La rose et la tulipe
Carnet de voyage à Istanbul 4 : Kadırga Meydanı et Emir Sinan Mahallesi
Nous sommes entrés dans Istanbul sous une pluie battante, et la première image qui nous est apparue au travers des vitres sales et embuées du taxi orange dont les essuie-glaces semblent ne fonctionner que sur le mode intermittent, c’est la longue avenue qui borde la mer de Marmara, avec ses restaurants de poisson, les marchés aux étalages généreux où reposent, la gueule ouverte, des bêtes impressionnantes ; raies, turbots, flétans. Nous traversons la muraille de Théodose, puis la gare maritime de Yenikapı dont les vedettes rapides filent vers l’Asie, Bursa ou les îles des Princes, et toujours en continuant Kennedy Caddesi vers le cœur de la ville, le chauffeur qui semble bloqué du cou essaie par des mouvements brusques de se décoincer, mais sans succès. C’est un homme d’une trentaine d’années, engoncé dans un pardessus en laine trop petit pour lui, mal rasé et dont le regard par dessous en raison de son cou bloqué peut sembler menaçant. Il ne décroche pas un mot de tout le voyage, me laissant une impression un peu froide pour un premier contact. Nous nous enfonçons dans la vieille ville en passant sous la voie de chemin de fer : c’est un autre univers ici, petites rues pavées dégoulinantes de pluie et de boue, maisons de bois s’avançant sur la rue, des quidams traversent dans tous les sens devant le taxi qui ne s’embarrasse pas de la présence des autres. Le taxi s’arrête pour demander son chemin à un jeune homme portant chemise blanche et gilet blasonné ; je le retrouverai plus loin puisque c’est lui qui portera les valises jusque dans la chambre. Juste avant d’arriver là, nous arrivons sur une grande place verdoyante, aux massifs plantés de tulipes qui ont souffert de la pluie et du vent. Je me dis que c’est le quartier que je vais avoir pour hôte pendant quelques jours, tout va graviter autour ce petit quartier populaire animé, ce café des sports où les hommes sont entre eux à boire du thé ou à regarder les matches de foot endiablés la nuit tombée, ces petites rues qui ne paient pas de mine partant en étoile depuis la place et où pourtant siège la vraie vie stambouliote, loin du tumulte du centre de la ville.
Kadırga Meydanı
Le soir venu, le quartier se vide, on n’entend plus de voitures et les âmes se retranchent derrière les vitres de leurs maisons que parfois on pourrait croire inhabitées tellement elles tombent en ruine, mais même dégradées, elles conservent leur charme serein. Plusieurs fois, je m’extasie devant un rez-de-chaussée où un vieux bonhomme mange seul à sa table sous la lumière crue d’un néon, habillé d’une robe de bure épaisse et d’un calot en feutre qui lui tombe mollement sur les yeux. Sa bouche édentée s’affaire à mâcher sa mixture dans le silence de son intérieur spartiate. Aucun meuble, juste une paire de rideau, une table et une chaise. Le strict nécessaire. Non loin de là, un soir où nous rentrons tard, un type à l’air endormi sort d’un réduit pour nous proposer de venir manger un kebap dans ce qui semble être un restaurant ; il doit être plus de minuit. Encore à côté, un couple de vieux regarde la télévision, lumières éteintes dans l’épicerie dont la porte est encore ouverte. On travaille à n’importe quelle heure, quand on le souhaite, si on veux, ou pas.

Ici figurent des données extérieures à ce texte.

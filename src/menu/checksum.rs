use argp::FromArgs;

/// Command to checksum a file the way vintage disk tools do.
#[derive(FromArgs, PartialEq, Eq, Debug)]
#[argp(subcommand, name = "checksum")]
#[argp(description = "Print the CRC-16/IBM checksum of a file")]
pub struct ChecksumOption {
    #[argp(positional)]
    #[argp(description = "Input file to be checksummed")]
    pub input: String,
}
//! Convenient re-exports of commonly used data types, designed to make crate usage painless.
//!
//! The contents of this module can be used by including the following in any module:
//! ```
//! use cartouche_formats::prelude::*;
//! ```

#[doc(inline)]
pub use crate::descriptor::{Descriptor, Magic, ParseFn, ProbeKind, SizeFallback, SizeRule};
#[doc(inline)]
pub use crate::dispatch::{identify, identify_all};
#[doc(inline)]
pub use crate::registry::{self, REGISTRY};
#[doc(inline)]
pub use crate::strategy::{probe, strip_bom, FieldReader};

/// Includes [`registry::Error`], which is returned when resolving format names.
pub mod lookup {
    #[doc(inline)]
    pub use crate::registry::Error;
}
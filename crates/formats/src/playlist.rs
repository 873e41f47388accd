//! Support for text-first formats: M3U playlists and GD-ROM cue sheets.
//!
//! Both are probed as text with tolerance for a UTF-8 BOM, and both are parsed only as deep as
//! the first line demands. Text probes sit at the very end of the registry, so a binary format
//! that happens to start with printable bytes always wins first.

use cartouche_core::prelude::*;

use crate::strategy::{strip_bom, FieldReader};

/// Adds support for M3U playlists. This struct is stateless, and is merely a namespace.
///
/// Only extended playlists, the ones opening with `#EXTM3U`, are recognised; a bare list of
/// paths has no structure to gate on. Entries are counted per line terminator: a line counts
/// unless it is empty at end-of-buffer, a comment, or a bare carriage return.
pub struct M3u;

impl M3u {
    /// Sentinel that opens an extended playlist.
    pub const SENTINEL: [u8; 7] = *b"#EXTM3U";

    pub(crate) fn parse(reader: &mut FieldReader<'_>) -> Option<Payload> {
        let body = strip_bom(reader.bytes());
        Some(Payload::M3u(Playlist { extended: true, entry_count: Self::count_entries(body) }))
    }

    /// Counts playlist entries. Every newline whose successor is neither a `#`, a carriage
    /// return, nor the end of the buffer starts one; blank lines therefore count, matching how
    /// this tally has always worked.
    fn count_entries(body: &[u8]) -> u32 {
        let mut count = 0;
        for (index, &byte) in body.iter().enumerate() {
            if byte == b'\n' {
                match body.get(index + 1) {
                    None | Some(&b'#') | Some(&b'\r') => {}
                    Some(_) => count += 1,
                }
            }
        }
        count
    }
}

/// Adds support for GD-ROM cue sheets. This struct is stateless, and is merely a namespace.
///
/// A `.gdi` file opens with its track count on a line of its own. The probe reads at most two
/// digits off that line and never looks past them, so `100` parses as 10; counts outside 1..=99
/// refuse the buffer.
pub struct Gdi;

impl Gdi {
    pub(crate) fn parse(reader: &mut FieldReader<'_>) -> Option<Payload> {
        let body = strip_bom(reader.bytes());
        let track_count = Self::read_track_count(body)?;
        Some(Payload::Gdi(CueSheet { track_count }))
    }

    /// Reads the 1- or 2-digit track count off line one.
    fn read_track_count(body: &[u8]) -> Option<u8> {
        let first = *body.first()?;
        if !first.is_ascii_digit() {
            return None;
        }

        let mut value = first - b'0';
        if let Some(&second) = body.get(1) {
            if second.is_ascii_digit() {
                value = value * 10 + (second - b'0');
            }
        }

        (1..=99).contains(&value).then_some(value)
    }
}

#[cfg(test)]
mod tests {
    use super::*;

    #[test]
    fn entry_counting_rules() {
        assert_eq!(M3u::count_entries(b"#EXTM3U\n"), 0);
        assert_eq!(M3u::count_entries(b"#EXTM3U\nfile.mp3\n"), 1);
        assert_eq!(M3u::count_entries(b"#EXTM3U\n#EXTINF:1,t\nfile.mp3"), 1);
        //Blank lines count; the tally is per terminator, not per path
        assert_eq!(M3u::count_entries(b"#EXTM3U\n\nfile.mp3\n"), 2);
        //CRLF comment lines stay comments
        assert_eq!(M3u::count_entries(b"#EXTM3U\r\n#EXTINF:1,t\r\nfile.mp3\r\n"), 1);
    }

    #[test]
    fn track_counts_clamp_to_two_digits() {
        assert_eq!(Gdi::read_track_count(b"3\r\n"), Some(3));
        assert_eq!(Gdi::read_track_count(b"99\n"), Some(99));
        assert_eq!(Gdi::read_track_count(b"100\n"), Some(10));
        assert_eq!(Gdi::read_track_count(b"0\n"), None);
        assert_eq!(Gdi::read_track_count(b"track\n"), None);
        assert_eq!(Gdi::read_track_count(b""), None);
    }
}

Le dimanche est chômé, tout ferme et lorsque nous montons vers le Grand Bazar, fermé lui aussi le dimanche, je découvre un quartier très commerçant qui me fait penser au Sentier, des échoppes partout, des grossistes, des vendeurs de semelles, de clés pas encore formées, de boulons, de présentoirs à bijoux, des magasins vides avec un ordinateur en plein milieu et des inscriptions en russe sur la vitrine laissant supposer qu’ici on fait de l’import-export avec la Mer Noire. Non loin du Grand Bazar, toute une communauté grecque est installée, travaillait dans l’argent et les bijoux. En montant les rues escarpées, je constate presque avec étonnement que d’ici on peut voir la Mer de Marmara à l’horizon. Tout ce quartier de Kadırga Meydanı a quelque chose de simple, de valeureux qu’on ne trouve nulle part ailleurs, qui fait un peu penser au Portugal ou au sud de la France, peut-être aux rues escarpées de Valparaíso, et qui fondamentalement m’aura fait aimé Istanbul par sa simplicité et son authenticité.
Album Photo
La seconde photo est parfaite.
Je ne veux pas trop me lancer des fleurs, mais je crois que tu es dans le vrai 🙂
le taxi, il aurait trouvé plus classe (pour lui) que tu descendes au Hilton 😉
Je suis pas certain que ça lui aurait remis le cou droit !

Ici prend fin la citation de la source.